* Task directions
For this exercise, repeat every line of the material exactly.
┄┄┄┄┄┄
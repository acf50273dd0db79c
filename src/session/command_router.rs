//! Command registry and dispatcher for console sessions

use std::collections::BTreeMap;
use std::fmt;
use std::rc::Rc;

use tracing::{debug, warn};

use super::console::Session;
use super::session_manager::{ProcessId, SessionManager};

/// Name of the virtual command that lists every registered command
pub const HELP_COMMAND: &str = "help";

/// Failure raised by a command handler
#[derive(Debug, thiserror::Error)]
pub enum CommandError {
    #[error("usage: {0}")]
    Usage(String),

    #[error("{0}")]
    Failed(String),

    #[error(transparent)]
    Other(#[from] anyhow::Error),
}

/// Handler signature shared by every command
pub type CommandHandler =
    Box<dyn Fn(&mut CommandContext<'_>, &[&str]) -> Result<String, CommandError>>;

/// One registry entry
pub struct CommandSpec {
    pub name: String,
    pub description: String,
    handler: CommandHandler,
}

impl fmt::Debug for CommandSpec {
    fn fmt(&self, f: &mut fmt::Formatter<'_>) -> fmt::Result {
        f.debug_struct("CommandSpec")
            .field("name", &self.name)
            .field("description", &self.description)
            .finish_non_exhaustive()
    }
}

/// Mapping from command name to handler, ordered by name
#[derive(Debug, Default)]
pub struct CommandRegistry {
    commands: BTreeMap<String, CommandSpec>,
}

impl CommandRegistry {
    pub fn new() -> Self {
        Self::default()
    }

    /// Register a command, replacing any previous entry with the same name
    pub fn register<F>(
        &mut self,
        name: impl Into<String>,
        description: impl Into<String>,
        handler: F,
    ) -> &mut Self
    where
        F: Fn(&mut CommandContext<'_>, &[&str]) -> Result<String, CommandError> + 'static,
    {
        let name = name.into();
        if name == HELP_COMMAND {
            warn!("'{}' is reserved; the registered handler will never run", HELP_COMMAND);
        }
        let spec = CommandSpec {
            name: name.clone(),
            description: description.into(),
            handler: Box::new(handler),
        };
        self.commands.insert(name, spec);
        self
    }

    pub fn get(&self, name: &str) -> Option<&CommandSpec> {
        self.commands.get(name)
    }

    pub fn contains(&self, name: &str) -> bool {
        self.commands.contains_key(name)
    }

    /// Registered names in lexicographic order
    pub fn names(&self) -> impl Iterator<Item = &str> {
        self.commands.keys().map(String::as_str)
    }

    pub fn len(&self) -> usize {
        self.commands.len()
    }

    pub fn is_empty(&self) -> bool {
        self.commands.is_empty()
    }
}

/// Execution context handed to a command handler.
///
/// Borrows the session manager for the duration of one command so handlers
/// can spawn or terminate processes, including the calling one.
pub struct CommandContext<'a> {
    manager: &'a mut SessionManager,
    pid: ProcessId,
    reload_requested: bool,
}

impl<'a> CommandContext<'a> {
    pub fn new(manager: &'a mut SessionManager, pid: ProcessId) -> Self {
        Self {
            manager,
            pid,
            reload_requested: false,
        }
    }

    /// Process the command is running in
    pub fn pid(&self) -> ProcessId {
        self.pid
    }

    pub fn manager(&mut self) -> &mut SessionManager {
        self.manager
    }

    /// Calling session, or `None` once it has been terminated
    pub fn session(&mut self) -> Option<&mut Session> {
        self.manager.get_process_mut(self.pid)
    }

    /// Ask the front-end to rebuild the whole console
    pub fn request_reload(&mut self) {
        self.reload_requested = true;
    }

    pub fn reload_requested(&self) -> bool {
        self.reload_requested
    }

    /// The command is some process's welcome command
    pub fn is_booting(&self) -> bool {
        self.manager.is_booting()
    }
}

/// Resolves raw input lines to registered handlers.
///
/// Stateless apart from the shared registry; cloning is cheap.
#[derive(Debug, Clone)]
pub struct CommandDispatcher {
    registry: Rc<CommandRegistry>,
}

impl CommandDispatcher {
    pub fn new(registry: Rc<CommandRegistry>) -> Self {
        Self { registry }
    }

    pub fn registry(&self) -> &Rc<CommandRegistry> {
        &self.registry
    }

    /// Exact, case-sensitive lookup; `help` is always present
    pub fn has_command(&self, name: &str) -> bool {
        name == HELP_COMMAND || self.registry.contains(name)
    }

    /// Resolve and run one input line, returning the text to display.
    ///
    /// Unknown commands and handler failures come back as plain text.
    pub fn execute(&self, raw_input: &str, ctx: &mut CommandContext<'_>) -> String {
        let Some((name, args)) = parse_command_line(raw_input) else {
            return String::new();
        };

        if name == HELP_COMMAND {
            return self.help_text();
        }

        let Some(spec) = self.registry.get(name) else {
            debug!("Unknown command in {}: {}", ctx.pid(), name);
            return format!("Command not found: {}", name);
        };

        debug!("Executing '{}' in {} with args {:?}", name, ctx.pid(), args);

        match (spec.handler)(ctx, &args) {
            Ok(output) => output,
            Err(e) => {
                warn!("Command '{}' failed in {}: {}", name, ctx.pid(), e);
                format!("Error executing command: {}", e)
            }
        }
    }

    /// Listing produced by the virtual `help` command
    pub fn help_text(&self) -> String {
        let mut lines = vec!["Available commands:".to_string()];
        lines.extend(
            self.registry
                .commands
                .values()
                .filter(|spec| spec.name != HELP_COMMAND)
                .map(|spec| format!("  {} - {}", spec.name, spec.description)),
        );
        lines.join("\n")
    }
}

/// Split an input line into command name and positional arguments
pub fn parse_command_line(input: &str) -> Option<(&str, Vec<&str>)> {
    let mut parts = input.split_whitespace();
    let name = parts.next()?;
    Some((name, parts.collect()))
}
┄┄┄┄┄┄
* Exercise output
repository acf50273dd0db79c
filename src/session/command_router.rs
//! Command registry and dispatcher for console sessions

use std::collections::BTreeMap;
use std::fmt;
use std::rc::Rc;

use tracing::{debug, warn};

use super::console::Session;
use super::session_manager::{ProcessId, SessionManager};

/// Name of the virtual command that lists every registered command
pub const HELP_COMMAND: &str = "help";

/// Failure raised by a command handler
#[derive(Debug, thiserror::Error)]
pub enum CommandError {
    #[error("usage: {0}")]
    Usage(String),

    #[error("{0}")]
    Failed(String),

    #[error(transparent)]
    Other(#[from] anyhow::Error),
}

/// Handler signature shared by every command
pub type CommandHandler =
    Box<dyn Fn(&mut CommandContext<'_>, &[&str]) -> Result<String, CommandError>>;

/// One registry entry
pub struct CommandSpec {
    pub name: String,
    pub description: String,
    handler: CommandHandler,
}

impl fmt::Debug for CommandSpec {
    fn fmt(&self, f: &mut fmt::Formatter<'_>) -> fmt::Result {
        f.debug_struct("CommandSpec")
            .field("name", &self.name)
            .field("description", &self.description)
            .finish_non_exhaustive()
    }
}

/// Mapping from command name to handler, ordered by name
#[derive(Debug, Default)]
pub struct CommandRegistry {
    commands: BTreeMap<String, CommandSpec>,
}

impl CommandRegistry {
    pub fn new() -> Self {
        Self::default()
    }

    /// Register a command, replacing any previous entry with the same name
    pub fn register<F>(
        &mut self,
        name: impl Into<String>,
        description: impl Into<String>,
        handler: F,
    ) -> &mut Self
    where
        F: Fn(&mut CommandContext<'_>, &[&str]) -> Result<String, CommandError> + 'static,
    {
        let name = name.into();
        if name == HELP_COMMAND {
            warn!("'{}' is reserved; the registered handler will never run", HELP_COMMAND);
        }
        let spec = CommandSpec {
            name: name.clone(),
            description: description.into(),
            handler: Box::new(handler),
        };
        self.commands.insert(name, spec);
        self
    }

    pub fn get(&self, name: &str) -> Option<&CommandSpec> {
        self.commands.get(name)
    }

    pub fn contains(&self, name: &str) -> bool {
        self.commands.contains_key(name)
    }

    /// Registered names in lexicographic order
    pub fn names(&self) -> impl Iterator<Item = &str> {
        self.commands.keys().map(String::as_str)
    }

    pub fn len(&self) -> usize {
        self.commands.len()
    }

    pub fn is_empty(&self) -> bool {
        self.commands.is_empty()
    }
}

/// Execution context handed to a command handler.
///
/// Borrows the session manager for the duration of one command so handlers
/// can spawn or terminate processes, including the calling one.
pub struct CommandContext<'a> {
    manager: &'a mut SessionManager,
    pid: ProcessId,
    reload_requested: bool,
}

impl<'a> CommandContext<'a> {
    pub fn new(manager: &'a mut SessionManager, pid: ProcessId) -> Self {
        Self {
            manager,
            pid,
            reload_requested: false,
        }
    }

    /// Process the command is running in
    pub fn pid(&self) -> ProcessId {
        self.pid
    }

    pub fn manager(&mut self) -> &mut SessionManager {
        self.manager
    }

    /// Calling session, or `None` once it has been terminated
    pub fn session(&mut self) -> Option<&mut Session> {
        self.manager.get_process_mut(self.pid)
    }

    /// Ask the front-end to rebuild the whole console
    pub fn request_reload(&mut self) {
        self.reload_requested = true;
    }

    pub fn reload_requested(&self) -> bool {
        self.reload_requested
    }

    /// The command is some process's welcome command
    pub fn is_booting(&self) -> bool {
        self.manager.is_booting()
    }
}

/// Resolves raw input lines to registered handlers.
///
/// Stateless apart from the shared registry; cloning is cheap.
#[derive(Debug, Clone)]
pub struct CommandDispatcher {
    registry: Rc<CommandRegistry>,
}

impl CommandDispatcher {
    pub fn new(registry: Rc<CommandRegistry>) -> Self {
        Self { registry }
    }

    pub fn registry(&self) -> &Rc<CommandRegistry> {
        &self.registry
    }

    /// Exact, case-sensitive lookup; `help` is always present
    pub fn has_command(&self, name: &str) -> bool {
        name == HELP_COMMAND || self.registry.contains(name)
    }

    /// Resolve and run one input line, returning the text to display.
    ///
    /// Unknown commands and handler failures come back as plain text.
    pub fn execute(&self, raw_input: &str, ctx: &mut CommandContext<'_>) -> String {
        let Some((name, args)) = parse_command_line(raw_input) else {
            return String::new();
        };

        if name == HELP_COMMAND {
            return self.help_text();
        }

        let Some(spec) = self.registry.get(name) else {
            debug!("Unknown command in {}: {}", ctx.pid(), name);
            return format!("Command not found: {}", name);
        };

        debug!("Executing '{}' in {} with args {:?}", name, ctx.pid(), args);

        match (spec.handler)(ctx, &args) {
            Ok(output) => output,
            Err(e) => {
                warn!("Command '{}' failed in {}: {}", name, ctx.pid(), e);
                format!("Error executing command: {}", e)
            }
        }
    }

    /// Listing produced by the virtual `help` command
    pub fn help_text(&self) -> String {
        let mut lines = vec!["Available commands:".to_string()];
        lines.extend(
            self.registry
                .commands
                .values()
                .filter(|spec| spec.name != HELP_COMMAND)
                .map(|spec| format!("  {} - {}", spec.name, spec.description)),
        );
        lines.join("\n")
    }
}

/// Split an input line into command name and positional arguments
pub fn parse_command_line(input: &str) -> Option<(&str, Vec<&str>)> {
    let mut parts = input.split_whitespace();
    let name = parts.next()?;
    Some((name, parts.collect()))
}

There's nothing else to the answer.